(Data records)
------------------------------------------------
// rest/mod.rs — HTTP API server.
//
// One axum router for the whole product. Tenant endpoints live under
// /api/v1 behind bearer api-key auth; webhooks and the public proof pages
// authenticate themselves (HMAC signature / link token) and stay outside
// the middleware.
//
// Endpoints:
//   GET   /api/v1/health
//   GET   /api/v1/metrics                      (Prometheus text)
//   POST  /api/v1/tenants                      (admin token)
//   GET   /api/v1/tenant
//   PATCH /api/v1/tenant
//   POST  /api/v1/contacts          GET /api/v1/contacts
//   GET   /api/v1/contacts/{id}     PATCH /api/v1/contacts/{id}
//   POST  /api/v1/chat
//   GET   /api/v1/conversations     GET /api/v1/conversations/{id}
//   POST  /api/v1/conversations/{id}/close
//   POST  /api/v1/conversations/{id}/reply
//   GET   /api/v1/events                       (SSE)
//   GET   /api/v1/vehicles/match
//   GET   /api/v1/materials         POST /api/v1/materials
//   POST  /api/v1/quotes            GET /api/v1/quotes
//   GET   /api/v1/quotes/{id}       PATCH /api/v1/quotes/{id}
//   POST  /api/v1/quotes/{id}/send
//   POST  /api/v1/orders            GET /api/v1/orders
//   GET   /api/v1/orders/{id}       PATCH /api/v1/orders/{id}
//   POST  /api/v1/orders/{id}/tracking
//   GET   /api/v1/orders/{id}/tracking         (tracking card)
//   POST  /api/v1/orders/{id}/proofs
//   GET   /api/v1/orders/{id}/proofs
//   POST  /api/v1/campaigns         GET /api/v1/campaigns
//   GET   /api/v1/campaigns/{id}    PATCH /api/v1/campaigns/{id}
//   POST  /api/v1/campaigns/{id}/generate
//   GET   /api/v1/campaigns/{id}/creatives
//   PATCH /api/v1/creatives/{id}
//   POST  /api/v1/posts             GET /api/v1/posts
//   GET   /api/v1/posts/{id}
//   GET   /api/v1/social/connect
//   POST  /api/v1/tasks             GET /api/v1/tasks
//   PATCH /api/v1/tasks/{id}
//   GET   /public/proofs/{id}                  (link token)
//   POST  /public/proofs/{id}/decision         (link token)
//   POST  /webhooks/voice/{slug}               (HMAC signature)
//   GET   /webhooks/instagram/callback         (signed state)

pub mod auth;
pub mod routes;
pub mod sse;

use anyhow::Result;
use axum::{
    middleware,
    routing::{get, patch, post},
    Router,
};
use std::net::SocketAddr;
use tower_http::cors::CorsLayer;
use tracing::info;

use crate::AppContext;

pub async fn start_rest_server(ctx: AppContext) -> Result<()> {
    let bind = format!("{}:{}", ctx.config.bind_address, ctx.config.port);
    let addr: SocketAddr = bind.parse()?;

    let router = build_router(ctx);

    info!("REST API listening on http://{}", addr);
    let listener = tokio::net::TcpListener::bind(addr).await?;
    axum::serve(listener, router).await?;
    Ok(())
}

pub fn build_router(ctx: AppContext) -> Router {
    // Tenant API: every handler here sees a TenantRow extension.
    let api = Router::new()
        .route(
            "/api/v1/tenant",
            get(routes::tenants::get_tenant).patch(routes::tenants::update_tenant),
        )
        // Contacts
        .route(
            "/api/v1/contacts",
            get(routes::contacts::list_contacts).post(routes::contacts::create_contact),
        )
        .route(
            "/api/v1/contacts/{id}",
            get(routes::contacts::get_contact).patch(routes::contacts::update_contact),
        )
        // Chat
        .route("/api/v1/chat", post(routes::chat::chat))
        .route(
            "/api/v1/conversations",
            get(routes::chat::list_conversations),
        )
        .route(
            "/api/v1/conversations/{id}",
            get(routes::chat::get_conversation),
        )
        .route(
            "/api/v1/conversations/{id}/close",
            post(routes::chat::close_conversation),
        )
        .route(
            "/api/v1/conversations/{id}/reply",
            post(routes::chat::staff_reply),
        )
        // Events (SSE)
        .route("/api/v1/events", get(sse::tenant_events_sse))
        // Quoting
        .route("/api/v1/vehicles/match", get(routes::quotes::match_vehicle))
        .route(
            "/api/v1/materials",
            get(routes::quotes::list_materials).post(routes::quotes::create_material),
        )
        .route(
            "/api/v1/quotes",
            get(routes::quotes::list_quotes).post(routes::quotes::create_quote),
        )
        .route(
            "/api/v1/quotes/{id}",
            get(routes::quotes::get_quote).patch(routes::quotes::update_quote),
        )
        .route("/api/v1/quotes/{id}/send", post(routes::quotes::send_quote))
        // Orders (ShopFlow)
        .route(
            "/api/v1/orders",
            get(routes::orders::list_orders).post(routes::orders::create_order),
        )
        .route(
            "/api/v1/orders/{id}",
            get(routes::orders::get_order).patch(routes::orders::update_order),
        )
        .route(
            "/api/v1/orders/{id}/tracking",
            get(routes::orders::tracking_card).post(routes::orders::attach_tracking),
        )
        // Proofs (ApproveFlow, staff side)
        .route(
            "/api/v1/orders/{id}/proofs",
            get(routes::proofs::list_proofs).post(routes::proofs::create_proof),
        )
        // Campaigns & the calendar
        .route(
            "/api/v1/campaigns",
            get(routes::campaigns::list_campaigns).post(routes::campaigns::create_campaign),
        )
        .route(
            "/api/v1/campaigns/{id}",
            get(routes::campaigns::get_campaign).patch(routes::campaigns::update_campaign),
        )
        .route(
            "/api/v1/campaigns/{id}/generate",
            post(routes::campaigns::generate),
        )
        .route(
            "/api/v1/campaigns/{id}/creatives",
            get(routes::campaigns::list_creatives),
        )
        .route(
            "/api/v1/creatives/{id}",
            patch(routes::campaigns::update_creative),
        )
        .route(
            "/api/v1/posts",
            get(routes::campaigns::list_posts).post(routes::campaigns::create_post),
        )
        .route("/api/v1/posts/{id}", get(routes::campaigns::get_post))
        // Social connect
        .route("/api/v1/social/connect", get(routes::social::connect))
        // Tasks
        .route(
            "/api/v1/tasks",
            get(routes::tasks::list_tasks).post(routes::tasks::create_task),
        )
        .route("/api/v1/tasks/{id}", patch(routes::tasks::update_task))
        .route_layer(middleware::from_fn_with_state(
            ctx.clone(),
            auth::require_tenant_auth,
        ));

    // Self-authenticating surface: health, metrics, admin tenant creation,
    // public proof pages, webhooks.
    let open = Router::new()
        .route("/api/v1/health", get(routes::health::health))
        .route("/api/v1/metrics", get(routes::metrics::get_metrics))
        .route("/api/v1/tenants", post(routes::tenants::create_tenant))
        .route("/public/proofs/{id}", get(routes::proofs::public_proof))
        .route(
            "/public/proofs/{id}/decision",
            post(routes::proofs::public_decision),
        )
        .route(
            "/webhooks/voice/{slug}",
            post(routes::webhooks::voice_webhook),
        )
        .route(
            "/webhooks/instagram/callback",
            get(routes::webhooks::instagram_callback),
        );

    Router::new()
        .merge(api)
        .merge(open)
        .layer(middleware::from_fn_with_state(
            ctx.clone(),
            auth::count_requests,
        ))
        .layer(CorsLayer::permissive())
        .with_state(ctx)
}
------------------------------------------------
From the entries above, say how many lines contain "bind". Only the number is wanted.

■ Exercise answer ■
3